Tantangan dalam Pengawasan Usaha Pangan
Pengawasan terhadap usaha pangan seperti RPA ini menghadirkan berbagai tantangan. Beberapa di antaranya meliputi:
- Kesulitan dalam mendeteksi usaha yang beroperasi secara ilegal.
- Kurangnya kesadaran dari pengusaha tentang pentingnya perizinan.
- Teknologi yang digunakan dalam pengawasan yang mungkin belum optimal.
- Perluasan jaringan pemantauan yang lebih intensif di lapangan.
- Koordinasi antar instansi yang perlu ditingkatkan untuk efektivitas pengawasan.
Dengan langkah-langkah yang diambil oleh Dinas Ketahanan Pangan dan OPD teknis, diharapkan dapat tercipta lingkungan usaha yang sehat dan aman bagi masyarakat. Kesadaran tentang pentingnya kepatuhan terhadap regulasi harus ditingkatkan, baik dari pihak pemerintah maupun pengusaha.
Menjaga Kepercayaan Masyarakat Terhadap Produk Pangan
Keberadaan usaha pangan yang tidak memiliki izin dapat merusak kepercayaan masyarakat terhadap produk yang mereka konsumsi. Oleh karena itu, penting bagi pemerintah untuk bertindak tegas terhadap setiap praktik usaha yang melanggar ketentuan yang ada. Melalui pemeriksaan yang dilakukan, diharapkan masyarakat dapat merasa lebih aman dan percaya terhadap produk yang tersedia di pasaran.

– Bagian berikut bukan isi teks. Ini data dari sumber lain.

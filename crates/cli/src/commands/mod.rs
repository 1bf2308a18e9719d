pub mod ask;
pub mod config;
pub mod doctor;

use serde::Serialize;
use serde_json::Value;

#[derive(Debug, Clone)]
pub struct CommandResult {
    pub exit_code: u8,
    pub output: String,
}

#[derive(Debug, Serialize)]
struct CommandOutcome {
    command: String,
    status: String,
    error_class: Option<String>,
    message: String,
    #[serde(skip_serializing_if = "Option::is_none")]
    data: Option<Value>,
}

impl CommandResult {
    pub fn success(command: &str, message: impl Into<String>) -> Self {
        Self::success_with_data(command, message, None)
    }

    pub fn success_with_data(
        command: &str,
        message: impl Into<String>,
        data: Option<Value>,
    ) -> Self {
        let payload = CommandOutcome {
            command: command.to_string(),
            status: "ok".to_string(),
            error_class: None,
            message: message.into(),
            data,
        };
        Self { exit_code: 0, output: serialize_payload(payload) }
    }

    pub fn failure(
        command: &str,
        error_class: &str,
        message: impl Into<String>,
        exit_code: u8,
    ) -> Self {
        let payload = CommandOutcome {
            command: command.to_string(),
            status: "error".to_string(),
            error_class: Some(error_class.to_string()),
            message: message.into(),
            data: None,
        };
        Self { exit_code, output: serialize_payload(payload) }
    }
}

fn serialize_payload(payload: CommandOutcome) -> String {
    serde_json::to_string(&payload).unwrap_or_else(|error| {
        format!(
            "{{\"command\":\"unknown\",\"status\":\"error\",\"error_class\":\"serialization\",\"message\":\"{}\"}}",
            error.to_string().replace('\\', "\\\\").replace('"', "\\\"")
        )
    })
}
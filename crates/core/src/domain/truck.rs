use serde::{Deserialize, Serialize};

#[derive(Clone, Debug, PartialEq, Eq, Hash, Serialize, Deserialize)]
pub struct TruckId(pub String);

impl std::fmt::Display for TruckId {
    fn fmt(&self, f: &mut std::fmt::Formatter<'_>) -> std::fmt::Result {
        f.write_str(&self.0)
    }
}

#[derive(Clone, Debug, PartialEq, Serialize, Deserialize)]
pub struct Truck {
    pub id: TruckId,
    pub name: String,
    /// Average review score on a 0.0..=5.0 scale.
    pub rating: f64,
    pub rating_count: u32,
    pub food_categories: Vec<String>,
    pub featured_photo: Option<String>,
}
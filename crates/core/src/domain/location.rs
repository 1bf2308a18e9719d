use serde::{Deserialize, Serialize};

use crate::domain::event::Event;

#[derive(Clone, Debug, PartialEq, Eq, Hash, Serialize, Deserialize)]
pub struct LocationId(pub String);

impl LocationId {
    /// Location ids arrive from chat text and config files, so comparisons
    /// ignore surrounding whitespace and ASCII case.
    pub fn matches(&self, other: &str) -> bool {
        self.0.trim().eq_ignore_ascii_case(other.trim())
    }
}

impl std::fmt::Display for LocationId {
    fn fmt(&self, f: &mut std::fmt::Formatter<'_>) -> std::fmt::Result {
        f.write_str(&self.0)
    }
}

#[derive(Clone, Debug, PartialEq, Eq, Serialize, Deserialize)]
pub struct NeighborhoodRef {
    pub id: u64,
    pub name: String,
}

#[derive(Clone, Debug, PartialEq, Serialize, Deserialize)]
pub struct Location {
    pub id: LocationId,
    pub name: String,
    #[serde(default)]
    pub latitude: Option<f64>,
    #[serde(default)]
    pub longitude: Option<f64>,
    #[serde(default)]
    pub address: Option<String>,
    #[serde(default)]
    pub neighborhood_id: Option<u64>,
    #[serde(default)]
    pub neighborhood: Option<NeighborhoodRef>,
}

impl Location {
    /// Numeric id of the owning neighborhood, from either the flat field or
    /// the embedded reference.
    pub fn neighborhood_uid(&self) -> Option<u64> {
        self.neighborhood_id.or_else(|| self.neighborhood.as_ref().map(|hood| hood.id))
    }
}

#[derive(Clone, Debug, PartialEq, Eq, Serialize, Deserialize)]
pub struct Neighborhood {
    /// Slug used as the `neighborhood` search filter.
    pub id: String,
    pub uid: u64,
    pub name: String,
    #[serde(default)]
    pub description: Option<String>,
}

#[derive(Clone, Debug, PartialEq, Serialize, Deserialize)]
pub struct LocationWithEvents {
    pub location: Location,
    pub events: Vec<Event>,
}

#[cfg(test)]
mod tests {
    use super::{Location, LocationId, NeighborhoodRef};

    #[test]
    fn location_id_match_ignores_case_and_padding() {
        let id = LocationId("Westlake-Park".to_owned());
        assert!(id.matches(" westlake-park "));
        assert!(!id.matches("westlake"));
    }

    #[test]
    fn neighborhood_uid_falls_back_to_embedded_reference() {
        let location = Location {
            id: LocationId("westlake-park".to_owned()),
            name: "Westlake Park".to_owned(),
            latitude: Some(47.61),
            longitude: Some(-122.33),
            address: None,
            neighborhood_id: None,
            neighborhood: Some(NeighborhoodRef { id: 17, name: "Downtown".to_owned() }),
        };

        assert_eq!(location.neighborhood_uid(), Some(17));
    }
}
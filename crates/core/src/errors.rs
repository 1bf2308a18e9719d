use thiserror::Error;

#[derive(Clone, Copy, Debug, PartialEq, Eq, Hash)]
pub enum Resource {
    Location,
    Neighborhood,
    Events,
    Truck,
}

impl Resource {
    pub fn as_str(&self) -> &'static str {
        match self {
            Self::Location => "location",
            Self::Neighborhood => "neighborhood",
            Self::Events => "events",
            Self::Truck => "truck",
        }
    }
}

impl std::fmt::Display for Resource {
    fn fmt(&self, f: &mut std::fmt::Formatter<'_>) -> std::fmt::Result {
        f.write_str(self.as_str())
    }
}

/// Failure of a single food-truck directory call.
#[derive(Clone, Debug, Error, PartialEq, Eq)]
pub enum LookupError {
    #[error("{resource} `{id}` was not found")]
    NotFound { resource: Resource, id: String },
    #[error("{resource} lookup failed: {message}")]
    Transport { resource: Resource, message: String },
}

impl LookupError {
    pub fn not_found(resource: Resource, id: impl Into<String>) -> Self {
        Self::NotFound { resource, id: id.into() }
    }

    pub fn transport(resource: Resource, message: impl Into<String>) -> Self {
        Self::Transport { resource, message: message.into() }
    }

    pub fn resource(&self) -> Resource {
        match self {
            Self::NotFound { resource, .. } | Self::Transport { resource, .. } => *resource,
        }
    }

    /// Not-found and transport failures read the same in chat; the variant
    /// only shows up in logs.
    pub fn user_message(&self) -> &'static str {
        match self.resource() {
            Resource::Location => "Sorry, I'm having trouble getting location details right now.",
            Resource::Neighborhood => {
                "Sorry, I'm having trouble getting neighborhood details right now."
            }
            Resource::Events | Resource::Truck => {
                "Sorry, I'm having trouble getting events right now."
            }
        }
    }
}

/// Problems with what the user typed, answered with guidance instead of data.
#[derive(Clone, Debug, Error, PartialEq, Eq)]
pub enum CommandError {
    #[error("message is empty, nothing to do")]
    EmptyInput,
    #[error("missing required argument: {0}")]
    MissingArgument(&'static str),
}

impl CommandError {
    pub fn user_message(&self) -> String {
        match self {
            Self::EmptyInput => {
                "Hi! Mention me with a command, or try `help` to see what I can do.".to_owned()
            }
            Self::MissingArgument("location") => {
                "To find trucks a location is required, e.g. `find trucks at westlake-park in downtown`."
                    .to_owned()
            }
            Self::MissingArgument("locations") => {
                "No locations are configured for events, ask an admin to set `broadcast.location_ids`."
                    .to_owned()
            }
            Self::MissingArgument(other) => format!("Missing `{other}`, try `help`."),
        }
    }
}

Dengan langkah ini, Pemerintah Kota Binjai menunjukkan komitmennya untuk menjaga kesehatan dan keselamatan masyarakat. Harapan ke depan adalah agar semua usaha pangan, termasuk RPA, dapat beroperasi dengan mematuhi semua regulasi yang berlaku sehingga dapat memberikan manfaat yang maksimal bagi masyarakat.
Dengan demikian, pengawasan yang ketat dan konsisten terhadap usaha pangan adalah langkah penting dalam menjaga ketahanan pangan serta kesehatan masyarakat. Pemerintah diharapkan terus berupaya untuk memperbaiki dan memperkuat sistem pengawasan yang ada, sehingga kejadian serupa tidak terjadi di masa mendatang.